At 45 I made a rash decision that altered the whole course of my life. It was the beginning of a time that, after a lifetime of suffering with depression, anxiety and PTSD from longterm sexual abuse I would be diagnosed as bipolar. But the diagnosis came too late, the damage had been done, my life had been shattered, there was no making things right again.
And the thing is there was such a fog of unknowingness due to mental illness that I didn’t even realize, for years, what terrible damage I had done, to myself, and to others. The others survived and went on with their lives but my own life was shattered and I cannot get it back.
I have tried, oh my word how I have tried. When I bought this house, in 2010, with some money left to me after my mother died in 2009, I thought perhaps that I could turn a corner and build a new life, and I tried, and things looked good for awhile, but I was still not well — I didn’t realize how unwell I was — and then there was the fire in 2014 — and mired in so much loss I was not able to regain my footing.

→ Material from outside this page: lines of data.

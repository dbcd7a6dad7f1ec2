use super::*;

fn order(id: &str, status: PaymentStatus, total: f64) -> Order {
    Order {
        id: id.to_owned(),
        order_number: format!("INV-{id}"),
        payment_status: status,
        total_amount: total,
        shipping_cost: 0.0,
        items: Vec::new(),
        shop: None,
        buyer: None,
        address: None,
        payment_proof: None,
        notes: None,
        created_at: "2026-10-01T08:00:00Z".to_owned(),
    }
}

// =============================================================
// Action visibility
// =============================================================

#[test]
fn merchant_actions_follow_status_table() {
    use OrderAction as A;
    assert_eq!(available_actions(Viewer::Merchant, PaymentStatus::Pending), vec![A::VerifyPayment, A::RejectPayment]);
    assert_eq!(available_actions(Viewer::Merchant, PaymentStatus::Paid), vec![A::Process, A::Cancel]);
    assert_eq!(available_actions(Viewer::Merchant, PaymentStatus::Processing), vec![A::Ship]);
    assert!(available_actions(Viewer::Merchant, PaymentStatus::Shipped).is_empty());
}

#[test]
fn buyer_actions_follow_status_table() {
    use OrderAction as A;
    assert_eq!(available_actions(Viewer::Buyer, PaymentStatus::Pending), vec![A::UploadProof, A::Cancel]);
    assert!(available_actions(Viewer::Buyer, PaymentStatus::Paid).is_empty());
    assert!(available_actions(Viewer::Buyer, PaymentStatus::Processing).is_empty());
    assert_eq!(available_actions(Viewer::Buyer, PaymentStatus::Shipped), vec![A::ConfirmReceived]);
}

#[test]
fn terminal_statuses_offer_nothing() {
    for status in PaymentStatus::ALL.into_iter().filter(|s| s.is_terminal()) {
        assert!(available_actions(Viewer::Merchant, status).is_empty());
        assert!(available_actions(Viewer::Buyer, status).is_empty());
    }
}

#[test]
fn never_more_than_one_action_of_each_kind() {
    for viewer in [Viewer::Merchant, Viewer::Buyer] {
        for status in PaymentStatus::ALL {
            let actions = available_actions(viewer, status);
            let advancing = actions.iter().filter(|a| a.kind() == ActionKind::Advance).count();
            let aborting = actions.iter().filter(|a| a.kind() == ActionKind::Abort).count();
            assert!(advancing <= 1, "{viewer:?} {status:?}");
            assert!(aborting <= 1, "{viewer:?} {status:?}");
        }
    }
}

#[test]
fn actions_map_to_backend_requests() {
    assert_eq!(OrderAction::VerifyPayment.request(), ActionRequest::VerifyPayment { approved: true });
    assert_eq!(OrderAction::RejectPayment.request(), ActionRequest::VerifyPayment { approved: false });
    assert_eq!(OrderAction::Process.request(), ActionRequest::SetStatus(PaymentStatus::Processing));
    assert_eq!(OrderAction::Ship.request(), ActionRequest::SetStatus(PaymentStatus::Shipped));
    assert_eq!(OrderAction::ConfirmReceived.request(), ActionRequest::Receive);
}

#[test]
fn destructive_actions_ask_for_confirmation() {
    assert!(OrderAction::Cancel.confirm_prompt().is_some());
    assert!(OrderAction::RejectPayment.confirm_prompt().is_some());
    assert!(OrderAction::Ship.confirm_prompt().is_none());
}

// =============================================================
// Lists
// =============================================================

#[test]
fn filter_by_tab() {
    let orders = vec![
        order("1", PaymentStatus::Pending, 10.0),
        order("2", PaymentStatus::Paid, 20.0),
        order("3", PaymentStatus::Pending, 30.0),
    ];
    assert_eq!(filter_orders(&orders, None).len(), 3);
    let pending = filter_orders(&orders, Some(PaymentStatus::Pending));
    assert_eq!(pending.iter().map(|o| o.id.as_str()).collect::<Vec<_>>(), vec!["1", "3"]);
    assert!(filter_orders(&orders, Some(PaymentStatus::Shipped)).is_empty());
}

#[test]
fn new_order_event_prepends() {
    let mut orders = vec![order("1", PaymentStatus::Paid, 10.0)];
    apply_event(&mut orders, &OrderEvent::NewOrder(order("2", PaymentStatus::Pending, 5.0)));
    assert_eq!(orders[0].id, "2");
    assert_eq!(orders.len(), 2);
}

#[test]
fn update_event_replaces_in_place() {
    let mut orders = vec![order("1", PaymentStatus::Paid, 10.0), order("2", PaymentStatus::Pending, 5.0)];
    apply_event(&mut orders, &OrderEvent::OrderUpdated(order("2", PaymentStatus::Paid, 5.0)));
    assert_eq!(orders.len(), 2);
    assert_eq!(orders[1].payment_status, PaymentStatus::Paid);
}

// =============================================================
// Stats
// =============================================================

#[test]
fn stats_bucket_statuses_and_sum_completed_revenue() {
    let orders = vec![
        order("1", PaymentStatus::Pending, 10.0),
        order("2", PaymentStatus::Processing, 20.0),
        order("3", PaymentStatus::Completed, 30_000.0),
        order("4", PaymentStatus::Completed, 15_000.0),
        order("5", PaymentStatus::Cancelled, 99.0),
    ];
    let stats = OrderStats::from_orders(&orders);
    assert_eq!(stats.total, 5);
    assert_eq!(stats.pending, 1);
    assert_eq!(stats.in_progress, 1);
    assert_eq!(stats.completed, 2);
    assert_eq!(stats.aborted, 1);
    assert_eq!(stats.revenue, 45_000.0);
    assert_eq!(OrderStats::count_for(&orders, PaymentStatus::Completed), 2);
}
use super::*;
use crate::net::types::User;

fn user_with(role: Role) -> User {
    User {
        id: "u1".to_owned(),
        name: "Siti".to_owned(),
        email: "siti@example.com".to_owned(),
        avatar: None,
        phone: None,
        role,
        shop: None,
    }
}

fn signed_in(role: Role) -> AuthState {
    AuthState { user: Some(user_with(role)), loading: false }
}

#[test]
fn loading_session_is_pending() {
    let state = AuthState { user: None, loading: true };
    assert_eq!(access_for(&state, Requirement::AnyUser), Access::Pending);
}

#[test]
fn anonymous_user_is_sent_to_login() {
    let state = AuthState { user: None, loading: false };
    assert_eq!(access_for(&state, Requirement::Role(Role::Admin)), Access::Login);
}

#[test]
fn wrong_role_is_forbidden() {
    assert_eq!(access_for(&signed_in(Role::Buyer), Requirement::Role(Role::Merchant)), Access::Forbidden);
    assert_eq!(access_for(&signed_in(Role::Merchant), Requirement::Role(Role::Admin)), Access::Forbidden);
}

#[test]
fn matching_role_and_any_user_allow() {
    assert_eq!(access_for(&signed_in(Role::Admin), Requirement::Role(Role::Admin)), Access::Allow);
    assert_eq!(access_for(&signed_in(Role::Buyer), Requirement::AnyUser), Access::Allow);
}

#[test]
fn requirements_follow_route_prefix() {
    assert_eq!(requirement_for_path("/admin/categories"), Some(Requirement::Role(Role::Admin)));
    assert_eq!(requirement_for_path("/merchant"), Some(Requirement::Role(Role::Merchant)));
    assert_eq!(requirement_for_path("/orders/o-1"), Some(Requirement::AnyUser));
    assert_eq!(requirement_for_path("/nearby"), None);
    assert_eq!(requirement_for_path("/"), None);
}

#[test]
fn login_redirect_encodes_next_path() {
    assert_eq!(login_redirect_path("/merchant/orders"), "/login?next=%2Fmerchant%2Forders");
}

#[test]
fn role_homes() {
    assert_eq!(home_for_role(Role::Admin), "/admin");
    assert_eq!(home_for_role(Role::Merchant), "/merchant");
    assert_eq!(home_for_role(Role::Buyer), "/");
}
//! Shared client-side state modules.
//!
//! DESIGN
//! ======
//! State is split by domain (`auth`, `nearby`, `orders`, etc.) so each page
//! depends on a small focused model. Validation, filtering and action
//! visibility live here as plain functions; pages only wire them to signals.

pub mod auth;
pub mod carousel;
pub mod categories;
pub mod nearby;
pub mod orders;
pub mod products;
pub mod profile;
pub mod shops;
pub mod toast;
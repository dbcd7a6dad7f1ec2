//! Leaflet map for nearby search results.
//!
//! DESIGN
//! ======
//! Leaflet is loaded by the HTML shell from a CDN and only exists in the
//! browser, so all interop is gated behind `hydrate` and goes through
//! `Reflect` on `window.L`. What to draw (centre, zoom, radius circle, shop
//! pins) is computed by [`map_plan`] as plain data. Each change rebuilds the
//! map from the plan; the previous Leaflet instance is removed first.

#[cfg(test)]
#[path = "nearby_map_test.rs"]
mod nearby_map_test;

use leptos::prelude::*;

use crate::state::nearby::ShopMarker;
use crate::util::format::format_distance;
use crate::util::geolocation::Coords;

const TILE_URL: &str = "https://{s}.tile.openstreetmap.org/{z}/{x}/{y}.png";
const TILE_ATTRIBUTION: &str = "&copy; OpenStreetMap contributors";

/// A pin with its popup content. Leaflet renders popup strings as HTML, so
/// `popup` is already escaped.
#[derive(Clone, Debug, PartialEq)]
pub struct MapPin {
    pub lat: f64,
    pub lng: f64,
    pub popup: String,
}

/// Everything the map draws for one scan.
#[derive(Clone, Debug, PartialEq)]
pub struct MapPlan {
    pub center: Coords,
    pub zoom: u8,
    pub radius_m: f64,
    pub user_popup: String,
    pub pins: Vec<MapPin>,
}

/// Zoom level that keeps the whole radius circle in view.
pub fn zoom_for_radius(radius_km: f64) -> u8 {
    if radius_km <= 1.5 {
        15
    } else if radius_km <= 3.0 {
        14
    } else if radius_km <= 4.5 {
        13
    } else {
        12
    }
}

/// Build the plan, or `None` before a position is known.
pub fn map_plan(origin: Option<Coords>, radius_km: f64, markers: &[ShopMarker]) -> Option<MapPlan> {
    let center = origin?;
    let pins = markers
        .iter()
        .map(|m| MapPin {
            lat: m.lat,
            lng: m.lng,
            popup: match m.distance {
                Some(d) => format!("{} · {}", escape_html(&m.name), format_distance(d)),
                None => escape_html(&m.name),
            },
        })
        .collect();
    Some(MapPlan {
        center,
        zoom: zoom_for_radius(radius_km),
        radius_m: radius_km * 1000.0,
        user_popup: "Lokasi Anda".to_owned(),
        pins,
    })
}

/// Escape text for insertion into an HTML string.
pub fn escape_html(raw: &str) -> String {
    let mut out = String::with_capacity(raw.len());
    for c in raw.chars() {
        match c {
            '&' => out.push_str("&amp;"),
            '<' => out.push_str("&lt;"),
            '>' => out.push_str("&gt;"),
            '"' => out.push_str("&quot;"),
            '\'' => out.push_str("&#39;"),
            _ => out.push(c),
        }
    }
    out
}

#[component]
pub fn NearbyMap(
    #[prop(into)] origin: Signal<Option<Coords>>,
    #[prop(into)] radius_km: Signal<f64>,
    #[prop(into)] markers: Signal<Vec<ShopMarker>>,
) -> impl IntoView {
    let container = NodeRef::<leptos::html::Div>::new();
    let plan = Memo::new(move |_| map_plan(origin.get(), radius_km.get(), &markers.get()));
    let has_plan = move || plan.get().is_some();

    #[cfg(feature = "hydrate")]
    {
        let instance = StoredValue::new_local(None::<wasm_bindgen::JsValue>);
        Effect::new(move || {
            let current = plan.get();
            let Some(element) = container.get() else {
                return;
            };
            if let Some(previous) = instance.get_value() {
                let _ = leaflet::call(&previous, "remove", &[]);
                instance.set_value(None);
            }
            let Some(current) = current else {
                return;
            };
            match leaflet::render(&element, &current) {
                Ok(map) => instance.set_value(Some(map)),
                Err(e) => leptos::logging::warn!("map render failed: {e:?}"),
            }
        });
        on_cleanup(move || {
            if let Some(map) = instance.get_value() {
                let _ = leaflet::call(&map, "remove", &[]);
            }
        });
    }

    view! {
        <div class="nearby-map">
            <div class="nearby-map__canvas" node_ref=container></div>
            <Show when=move || !has_plan()>
                <div class="nearby-map__placeholder">"Peta muncul setelah lokasi Anda ditemukan."</div>
            </Show>
        </div>
    }
}

#[cfg(feature = "hydrate")]
mod leaflet {
    use js_sys::{Array, Function, Object, Reflect};
    use wasm_bindgen::{JsCast, JsValue};

    use super::{MapPlan, TILE_ATTRIBUTION, TILE_URL};

    fn global() -> Result<JsValue, JsValue> {
        let window = web_sys::window().ok_or_else(|| JsValue::from_str("no window"))?;
        let l = Reflect::get(&window, &JsValue::from_str("L"))?;
        if l.is_undefined() {
            return Err(JsValue::from_str("Leaflet not loaded"));
        }
        Ok(l)
    }

    /// Invoke `target[name](...args)`.
    pub(super) fn call(target: &JsValue, name: &str, args: &[JsValue]) -> Result<JsValue, JsValue> {
        let method: Function = Reflect::get(target, &JsValue::from_str(name))?.dyn_into()?;
        let list = Array::new();
        for arg in args {
            list.push(arg);
        }
        method.apply(target, &list)
    }

    fn lat_lng(lat: f64, lng: f64) -> JsValue {
        Array::of2(&JsValue::from_f64(lat), &JsValue::from_f64(lng)).into()
    }

    fn options(pairs: &[(&str, JsValue)]) -> Result<JsValue, JsValue> {
        let obj = Object::new();
        for (key, value) in pairs {
            Reflect::set(&obj, &JsValue::from_str(key), value)?;
        }
        Ok(obj.into())
    }

    /// Build a fresh map inside `element` and return the Leaflet map object.
    pub(super) fn render(element: &web_sys::HtmlDivElement, plan: &MapPlan) -> Result<JsValue, JsValue> {
        let l = global()?;
        let map = call(&l, "map", &[element.clone().into()])?;
        call(
            &map,
            "setView",
            &[lat_lng(plan.center.lat, plan.center.lng), JsValue::from_f64(f64::from(plan.zoom))],
        )?;

        let tiles = call(
            &l,
            "tileLayer",
            &[JsValue::from_str(TILE_URL), options(&[("attribution", JsValue::from_str(TILE_ATTRIBUTION))])?],
        )?;
        call(&tiles, "addTo", &[map.clone()])?;

        let circle = call(
            &l,
            "circle",
            &[
                lat_lng(plan.center.lat, plan.center.lng),
                options(&[
                    ("radius", JsValue::from_f64(plan.radius_m)),
                    ("color", JsValue::from_str("#2f855a")),
                    ("fillOpacity", JsValue::from_f64(0.08)),
                ])?,
            ],
        )?;
        call(&circle, "addTo", &[map.clone()])?;

        let user = call(
            &l,
            "circleMarker",
            &[
                lat_lng(plan.center.lat, plan.center.lng),
                options(&[("radius", JsValue::from_f64(8.0)), ("color", JsValue::from_str("#2b6cb0"))])?,
            ],
        )?;
        call(&user, "bindPopup", &[JsValue::from_str(&plan.user_popup)])?;
        call(&user, "addTo", &[map.clone()])?;

        for pin in &plan.pins {
            let marker = call(&l, "marker", &[lat_lng(pin.lat, pin.lng)])?;
            call(&marker, "bindPopup", &[JsValue::from_str(&pin.popup)])?;
            call(&marker, "addTo", &[map.clone()])?;
        }
        Ok(map)
    }
}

Endless ongoing years of therapy to this day and going forward help me cope. I am off medication and really, at this point, medication wouldn’t make a difference. You can’t medicate away bad choices, you have to live with them. But what if the loss is so great your broken heart will never heal? What then?
And the astonishing thing, to me, in this moment, as I write this, is that it took going off medication, which I did the beginning of this year, to fully wake up enough to realize how deep and profound the loss was. That is the thing about medication. It can be life-saving, and I will tell you right now that if I had to go back on medication at some point I would. I know, without a shadow of a doubt, that it saved my life. I also know that for many years I was overmedicated and that wasn’t a good thing either. What is happening now, I realize, is that off medication I am waking up to the truth of my life and the sense of loss cuts so deep I am not sure how I will get past it.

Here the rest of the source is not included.